# Mkv gti rear caliper help



## Gotyoumad757 (Nov 12, 2014)

Hello, I'm having a problem with my left rear caliper. I started off replacing the wheel bearing, and new rear pads. After getting the wheel bearing off, I am unable to get the caliper piston to retract fully. I have a new seal kit coming in the mail, but as I was removing the old piston seal and dust boot and cleaning, I'm unable to get the piston to retract fully into the caliper. Any ideas?


----------



## Gotyoumad757 (Nov 12, 2014)

Any help is appreciated.


----------



## htr (Dec 22, 2014)

how are you retracting the piston? it needs to be turned and pressed at the same time with the proper tool. also may need to relieve any pressure. open the bleeder.


----------



## 5_Cent (May 22, 2007)

my left rear caliper was a bitch to retract as well. Even with the proper tool I had to work that sucker hard to get it back in. Never thought of cracking the bleeder to make it easier :banghead:


----------



## dogdog (Jul 26, 2007)

5_Cent said:


> my left rear caliper was a bitch to retract as well. Even with the proper tool I had to work that sucker hard to get it back in. Never thought of cracking the bleeder to make it easier :banghead:


I just finished both left and right rear brakes ..... if cracking the bleeder won't help... then your option is take out caliper (or replace caliper), pop out cylinder (by pulling the parking brake lever on the back at bench) and clean all the orifices.. that seems to help.... YMMV, mine won't retract no matter what.....

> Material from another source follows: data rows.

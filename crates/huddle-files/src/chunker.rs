//! Range partitioning and frame chunking.

use crate::{FRAME_CHUNK_SIZE, MAX_THREADS, MIB};
use std::fmt;

/// Half-open byte range `[start, end)` within a file
#[derive(Debug, Clone, Copy, PartialEq, Eq, Hash)]
pub struct ByteRange {
    /// First byte (inclusive)
    pub start: u64,
    /// Last byte (exclusive)
    pub end: u64,
}

impl ByteRange {
    /// Create a new range
    pub const fn new(start: u64, end: u64) -> Self {
        Self { start, end }
    }

    /// Number of bytes covered
    pub const fn len(&self) -> u64 {
        self.end.saturating_sub(self.start)
    }

    /// Whether the range covers no bytes
    pub const fn is_empty(&self) -> bool {
        self.end <= self.start
    }

    /// Whether the range lies within a file of `size` bytes
    pub const fn fits(&self, size: u64) -> bool {
        self.start <= self.end && self.end <= size
    }
}

impl fmt::Display for ByteRange {
    fn fmt(&self, f: &mut fmt::Formatter<'_>) -> fmt::Result {
        write!(f, "[{}, {})", self.start, self.end)
    }
}

/// Number of parallel threads used for a file of `size` bytes
///
/// | size       | threads |
/// |------------|---------|
/// | < 1 MiB    | 2       |
/// | < 5 MiB    | 4       |
/// | < 20 MiB   | 8       |
/// | < 100 MiB  | 10      |
/// | otherwise  | 12      |
///
/// The count never exceeds the byte count, so no thread receives an empty
/// range. A zero-byte file still reports one thread.
pub fn thread_count_for(size: u64) -> usize {
    let tier = if size < MIB {
        2
    } else if size < 5 * MIB {
        4
    } else if size < 20 * MIB {
        8
    } else if size < 100 * MIB {
        10
    } else {
        MAX_THREADS
    };

    tier.min(usize::try_from(size).unwrap_or(usize::MAX)).max(1)
}

/// Split `[0, size)` into `threads` contiguous, non-overlapping ranges
///
/// The remainder of `size / threads` is spread one byte at a time over the
/// first ranges. When `size < threads` the trailing ranges are empty.
pub fn partition(size: u64, threads: usize) -> Vec<ByteRange> {
    let threads = threads.max(1) as u64;
    let base = size / threads;
    let remainder = size % threads;

    let mut ranges = Vec::with_capacity(threads as usize);
    let mut start = 0u64;
    for i in 0..threads {
        let len = base + u64::from(i < remainder);
        ranges.push(ByteRange::new(start, start + len));
        start += len;
    }
    ranges
}

/// Thread ranges for a file of `size` bytes using the tiered thread count
pub fn plan_ranges(size: u64) -> Vec<ByteRange> {
    partition(size, thread_count_for(size))
}

/// Splits byte slices into fixed-size transfer frames
#[derive(Debug, Clone, Copy)]
pub struct FileChunker {
    chunk_size: usize,
}

impl FileChunker {
    /// Create a new chunker with the default 4 MiB frame size
    pub fn new() -> Self {
        Self::with_chunk_size(FRAME_CHUNK_SIZE)
    }

    /// Create a new chunker with custom frame size
    pub fn with_chunk_size(size: usize) -> Self {
        Self {
            chunk_size: size.max(1),
        }
    }

    /// Get chunk size
    pub fn chunk_size(&self) -> usize {
        self.chunk_size
    }

    /// Calculate number of chunks for `len` bytes
    pub fn chunk_count(&self, len: u64) -> u32 {
        let count = len.div_ceil(self.chunk_size as u64);
        u32::try_from(count).unwrap_or(u32::MAX)
    }

    /// Iterate over `(chunk_index, bytes)` pairs of a buffer
    pub fn chunks<'a>(&self, data: &'a [u8]) -> impl Iterator<Item = (u32, &'a [u8])> + 'a {
        data.chunks(self.chunk_size)
            .enumerate()
            .map(|(i, chunk)| (i as u32, chunk))
    }
}

impl Default for FileChunker {
    fn default() -> Self {
        Self::new()
    }
}

#[cfg(test)]
mod tests {
    use super::*;

    #[test]
    fn test_thread_tiers() {
        assert_eq!(thread_count_for(1), 1);
        assert_eq!(thread_count_for(512 * 1024), 2);
        assert_eq!(thread_count_for(MIB), 4);
        assert_eq!(thread_count_for(5 * MIB - 1), 4);
        assert_eq!(thread_count_for(5 * MIB), 8);
        assert_eq!(thread_count_for(20 * MIB), 10);
        assert_eq!(thread_count_for(100 * MIB), 12);
        assert_eq!(thread_count_for(40 * 1024 * MIB), 12);
    }

    #[test]
    fn test_twelve_mib_plan() {
        let ranges = plan_ranges(12_582_912);
        assert_eq!(ranges.len(), 8);
        for (i, range) in ranges.iter().enumerate() {
            assert_eq!(range.len(), 1_572_864);
            assert_eq!(range.start, i as u64 * 1_572_864);
        }
        assert_eq!(ranges.last().map(|r| r.end), Some(12_582_912));
    }

    #[test]
    fn test_partition_spreads_remainder() {
        let ranges = partition(10, 4);
        let lens: Vec<u64> = ranges.iter().map(ByteRange::len).collect();
        assert_eq!(lens, vec![3, 3, 2, 2]);
        assert_eq!(ranges[3], ByteRange::new(8, 10));
    }

    #[test]
    fn test_small_file_never_gets_empty_range() {
        let ranges = plan_ranges(1);
        assert_eq!(ranges, vec![ByteRange::new(0, 1)]);
        assert!(plan_ranges(3).iter().all(|r| !r.is_empty()));
    }

    #[test]
    fn test_chunker() {
        let chunker = FileChunker::with_chunk_size(4);
        assert_eq!(chunker.chunk_count(0), 0);
        assert_eq!(chunker.chunk_count(4), 1);
        assert_eq!(chunker.chunk_count(9), 3);

        let data = b"abcdefghi";
        let pieces: Vec<(u32, &[u8])> = chunker.chunks(data).collect();
        assert_eq!(pieces.len(), 3);
        assert_eq!(pieces[2], (2, &b"i"[..]));
    }

    #[test]
    fn test_default_frame_size() {
        let chunker = FileChunker::default();
        assert_eq!(chunker.chunk_size(), FRAME_CHUNK_SIZE);
        assert_eq!(chunker.chunk_count(1_572_864), 1);
        assert_eq!(chunker.chunk_count(10 * MIB), 3);
    }

    #[test]
    fn test_range_fits() {
        assert!(ByteRange::new(0, 10).fits(10));
        assert!(!ByteRange::new(5, 11).fits(10));
        assert_eq!(ByteRange::new(2, 7).to_string(), "[2, 7)");
    }
}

just be warned popping the cylinder is easy, putting it back in is a chore.... then bleeding it will be big "PITA"... I am still at it.... what a pain what a pain....


----------



## htr (Dec 22, 2014)

if you tried cracking the bleeder and no fluid comes out the bleeder may be clogged. ive seen this a lot even on clean cars with the rubber bleeder cap still installed. may have to take it out and clean it out. can get messy. nice to have a spare for this. but yeah any internal pressure can make the piston harder to retract. obviously better to not have to open any bleeders and introduce any air into the system unless your flushing n bleeding anyway. you can also take the master cap off while trying to retract the pistons to relieve some pressure but check and make sure you don't push fluid out all over the engine bay. when that piston retracts the fluid is forced to go somewhere.


----------



## 5_Cent (May 22, 2007)

So finished my brake job this weekend. Installing the new rear caliper was easier than expected. Again the hardest part was getting those bitch ass carrier bolts off the rear calipers. Holy crap they suck and I already broke them loose once before. Coulda swore I hit them with anti seize, but did again anyway.

Now I now why my rear caliper hung up and grinded away, had a warped guide pin. If you do brakes just change all these effin things. Not worth the hassle for 11 bux a corner.

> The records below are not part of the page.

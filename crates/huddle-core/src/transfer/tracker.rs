//! Per-request thread completion join.

use std::collections::BTreeSet;
use tokio::sync::watch;

/// Outcome of waiting on a tracker
#[derive(Debug, Clone, PartialEq, Eq)]
pub enum TrackerOutcome {
    /// Every thread reported completion
    Completed,
    /// A thread failed; the whole request is aborted
    Failed(String),
    /// The tracker was released before resolving
    Released,
}

#[derive(Debug, Default)]
struct TrackerState {
    completed: BTreeSet<usize>,
    failure: Option<String>,
    released: bool,
}

/// Join over the threads of one transfer
///
/// Resolves exactly when every index in `0..threads` has reported completion.
/// The first failure rejects it; later reports are ignored.
#[derive(Debug)]
pub struct ThreadCompletionTracker {
    threads: usize,
    state: watch::Sender<TrackerState>,
}

impl ThreadCompletionTracker {
    /// Create a tracker for `threads` threads
    pub fn new(threads: usize) -> Self {
        let (state, _) = watch::channel(TrackerState::default());
        Self { threads, state }
    }

    /// Total thread count
    pub fn threads(&self) -> usize {
        self.threads
    }

    /// Number of threads reported complete
    pub fn completed(&self) -> usize {
        self.state.borrow().completed.len()
    }

    /// Threads not yet reported complete, in index order
    pub fn pending(&self) -> Vec<usize> {
        let state = self.state.borrow();
        (0..self.threads)
            .filter(|index| !state.completed.contains(index))
            .collect()
    }

    /// Record completion of thread `index`
    ///
    /// Returns `true` if this call completed the whole set.
    pub fn complete(&self, index: usize) -> bool {
        if index >= self.threads {
            tracing::warn!(
                "Completion for thread {} outside 0..{}",
                index,
                self.threads
            );
            return false;
        }
        let threads = self.threads;
        let mut finished = false;
        self.state.send_modify(|state| {
            if state.failure.is_none() && state.completed.insert(index) {
                finished = state.completed.len() == threads;
            }
        });
        finished
    }

    /// Reject the join
    pub fn fail(&self, reason: impl Into<String>) {
        let reason = reason.into();
        self.state.send_modify(|state| {
            if state.failure.is_none() {
                state.failure = Some(reason);
            }
        });
    }

    /// Resolve any waiter without an outcome
    pub fn release(&self) {
        self.state.send_modify(|state| state.released = true);
    }

    /// Wait until the join resolves
    pub async fn wait(&self) -> TrackerOutcome {
        let threads = self.threads;
        let mut rx = self.state.subscribe();
        let result = rx
            .wait_for(|state| {
                state.released || state.failure.is_some() || state.completed.len() == threads
            })
            .await;

        match result {
            Ok(state) => Self::outcome(&state, threads),
            Err(_) => TrackerOutcome::Released,
        }
    }

    fn outcome(state: &TrackerState, threads: usize) -> TrackerOutcome {
        if let Some(reason) = &state.failure {
            TrackerOutcome::Failed(reason.clone())
        } else if state.completed.len() == threads {
            TrackerOutcome::Completed
        } else {
            TrackerOutcome::Released
        }
    }
}

#[cfg(test)]
mod tests {
    use super::*;
    use std::sync::Arc;
    use std::time::Duration;

    #[tokio::test]
    async fn test_resolves_after_all_threads() {
        let tracker = Arc::new(ThreadCompletionTracker::new(3));
        let waiter = {
            let tracker = Arc::clone(&tracker);
            tokio::spawn(async move { tracker.wait().await })
        };

        assert!(!tracker.complete(2));
        assert!(!tracker.complete(0));
        // duplicate reports count once
        assert!(!tracker.complete(0));
        tokio::time::sleep(Duration::from_millis(20)).await;
        assert!(!waiter.is_finished());

        assert!(tracker.complete(1));
        assert_eq!(waiter.await.unwrap(), TrackerOutcome::Completed);
    }

    #[tokio::test]
    async fn test_first_failure_wins() {
        let tracker = ThreadCompletionTracker::new(4);
        tracker.complete(0);
        tracker.fail("thread 1: disk full");
        tracker.fail("thread 2: later");
        assert!(!tracker.complete(1));

        assert_eq!(
            tracker.wait().await,
            TrackerOutcome::Failed("thread 1: disk full".into())
        );
    }

    #[tokio::test]
    async fn test_release_wakes_waiter() {
        let tracker = Arc::new(ThreadCompletionTracker::new(2));
        let waiter = {
            let tracker = Arc::clone(&tracker);
            tokio::spawn(async move { tracker.wait().await })
        };
        tracker.release();
        assert_eq!(waiter.await.unwrap(), TrackerOutcome::Released);
    }

    #[test]
    fn test_pending_lists_missing_threads() {
        let tracker = ThreadCompletionTracker::new(4);
        tracker.complete(1);
        tracker.complete(3);
        assert_eq!(tracker.pending(), vec![0, 2]);
        tracker.complete(0);
        tracker.complete(2);
        assert!(tracker.pending().is_empty());
    }

    #[test]
    fn test_out_of_range_ignored() {
        let tracker = ThreadCompletionTracker::new(1);
        assert!(!tracker.complete(5));
        assert_eq!(tracker.completed(), 0);
        assert!(tracker.complete(0));
    }
}
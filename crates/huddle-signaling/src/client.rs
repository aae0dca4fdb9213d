//! Persistent signaling client with backoff-gated reconnection.
//!
//! One background task owns the WebSocket for the lifetime of the client.
//! Outbound messages are queued on an unbounded channel and survive a
//! reconnect; inbound messages are fanned out to every subscriber as
//! [`SignalingEvent::Message`].
//!
//! ```text
//!  send() / register() ──▶ outbound queue ──▶ ┌──────────────┐ ──▶ socket
//!                                             │ session task │
//!  subscribe() ◀──── broadcast<SignalingEvent> ◀─┤ (reconnect)  │ ◀── socket
//!                                             └──────────────┘
//! ```

use crate::backoff::ReconnectPolicy;
use crate::error::{Result, SignalingError};
use crate::protocol::{Identity, RegisterMetadata, SignalMessage};
use futures_util::{SinkExt, StreamExt};
use std::sync::atomic::{AtomicBool, Ordering};
use std::sync::{Arc, Mutex};
use std::time::Duration;
use tokio::net::TcpStream;
use tokio::sync::{broadcast, mpsc, oneshot, watch};
use tokio::time;
use tokio_tungstenite::tungstenite::Message;
use tokio_tungstenite::{MaybeTlsStream, WebSocketStream, connect_async};

type WsStream = WebSocketStream<MaybeTlsStream<TcpStream>>;

/// Signaling client configuration
#[derive(Debug, Clone)]
pub struct SignalingConfig {
    /// Bound on opening the socket and receiving `hello`
    pub connect_timeout: Duration,
    /// Bound on request/response exchanges such as registration
    pub request_timeout: Duration,
    /// Reconnection schedule after an unexpected close
    pub reconnect: ReconnectPolicy,
    /// Capacity of the subscriber broadcast channel
    pub event_capacity: usize,
}

impl Default for SignalingConfig {
    fn default() -> Self {
        Self {
            connect_timeout: Duration::from_secs(10),
            request_timeout: Duration::from_secs(10),
            reconnect: ReconnectPolicy::default(),
            event_capacity: 256,
        }
    }
}

/// Connection state of the signaling client
#[derive(Debug, Clone, Copy, PartialEq, Eq)]
pub enum ConnectionState {
    /// Socket open and acknowledged by the server
    Connected,
    /// Waiting to retry after an unexpected close
    Reconnecting,
    /// Closed, either on request or after the server went away
    Disconnected,
    /// Stopped for good (fatal version notice or retries exhausted)
    Failed,
}

/// Event delivered to signaling subscribers
#[derive(Debug, Clone)]
pub enum SignalingEvent {
    /// Inbound protocol message
    Message(SignalMessage),
    /// A reconnection attempt is scheduled
    Reconnecting {
        /// Attempt number (1-based)
        attempt: u32,
        /// Delay before the attempt
        delay: Duration,
    },
    /// Connection re-established (registration is re-sent automatically)
    Reconnected,
    /// Connection closed
    Disconnected {
        /// Whether the close was requested locally
        intentional: bool,
    },
    /// Terminal failure, no further reconnection will happen
    Fatal(SignalingError),
}
//! Configuration module for shelf-sweep
//!
//! This module handles loading, parsing, and validating TOML configuration files.
//! Every section is optional; missing sections and keys fall back to the settings
//! of the catalog site the crawler was written for.
//!
//! # Example
//!
//! ```no_run
//! use shelf_sweep::config::load_config;
//! use std::path::Path;
//!
//! let config = load_config(Path::new("shelf-sweep.toml")).unwrap();
//! println!("Homepage: {}", config.site.homepage);
//! ```

mod parser;
mod types;
mod validation;

// Re-export types
pub use types::{Config, LoggingConfig, PathsConfig, ProgressConfig, SiteConfig};

// Re-export parser functions
pub use parser::{compute_config_hash, load_config, load_config_with_hash, parse_config};
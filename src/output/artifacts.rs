//! On-disk layout of downloaded books

use crate::url::filename_from_link;
use std::fs;
use std::io::{self, ErrorKind};
use std::path::{Component, Path, PathBuf};

/// Subdirectory used when a category has a single level
pub const GENERAL_DIRECTORY: &str = "general";

/// Where a book's files go
#[derive(Debug, Clone, PartialEq, Eq)]
pub struct ArtifactPaths {
    pub directory: PathBuf,
    pub pdf: PathBuf,
    pub summary: PathBuf,
}

/// Computes the save paths for a book
///
/// The category path is placed under `root`; a category with a single segment gets a
/// `general` subdirectory. Spaces become underscores in every component, and `.`, `..`
/// and empty segments of the category are dropped. The summary sits next to the PDF with
/// a `.txt` extension.
///
/// # Examples
///
/// ```
/// use shelf_sweep::output::artifact_paths;
/// use std::path::Path;
///
/// let paths = artifact_paths(
///     Path::new("allitebook"),
///     "web-development/",
///     "http://file.allitebooks.com/20170101/Learning React.pdf",
/// );
/// assert_eq!(paths.pdf, Path::new("allitebook/web-development/general/Learning_React.pdf"));
/// assert_eq!(paths.summary, Path::new("allitebook/web-development/general/Learning_React.txt"));
/// ```
pub fn artifact_paths(root: &Path, category: &str, pdf_link: &str) -> ArtifactPaths {
    let segments: Vec<String> = category
        .split('/')
        .filter(|segment| !matches!(*segment, "" | "." | ".."))
        .map(underscored)
        .collect();

    let mut directory = underscored_path(root);
    for segment in &segments {
        directory.push(segment);
    }
    if segments.len() == 1 {
        directory.push(GENERAL_DIRECTORY);
    }

    let pdf = directory.join(underscored(filename_from_link(pdf_link)));
    let summary = pdf.with_extension("txt");

    ArtifactPaths {
        directory,
        pdf,
        summary,
    }
}

/// Creates `path` and its parents; an already existing directory is fine
pub fn assure_directory(path: &Path) -> io::Result<()> {
    match fs::create_dir_all(path) {
        Ok(()) => Ok(()),
        Err(e) if e.kind() == ErrorKind::AlreadyExists => Ok(()),
        Err(e) => Err(e),
    }
}

/// Writes the PDF and its summary, creating the directory first
///
/// Existing files are replaced.
pub fn write_artifacts(paths: &ArtifactPaths, pdf: &[u8], summary: &str) -> io::Result<()> {
    assure_directory(&paths.directory)?;
    fs::write(&paths.pdf, pdf)?;
    fs::write(&paths.summary, summary)?;

    tracing::debug!("Wrote {} ({} bytes)", paths.pdf.display(), pdf.len());
    Ok(())
}

fn underscored(segment: &str) -> String {
    segment.replace(' ', "_")
}

fn underscored_path(path: &Path) -> PathBuf {
    path.components()
        .map(|component| match component {
            Component::Normal(name) => PathBuf::from(underscored(&name.to_string_lossy())),
            other => PathBuf::from(other.as_os_str()),
        })
        .collect()
}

My master cylinder was NOT run dry thankfully. There was still some fluid left in the resovoir and I did the prebleed and got all the old fluid out and then just bleed the brakes once around. Pedal is rock hard. I have been so used to pushing the pedal so far down that when I took the car for a ride and got to the first stop sign and hit the brakes my face ate the steering wheel and I bloodied my lip while honking the horn with my face. Everyone that that was really funny. Seatbelts. :banghead:

Brakes felt a little soft but I am pretty sure once they are bedded that will go away. It's all Brembo rotors and ceramic Brembo pads from GAP. 

Couldn't be happier.:thumbup:


----------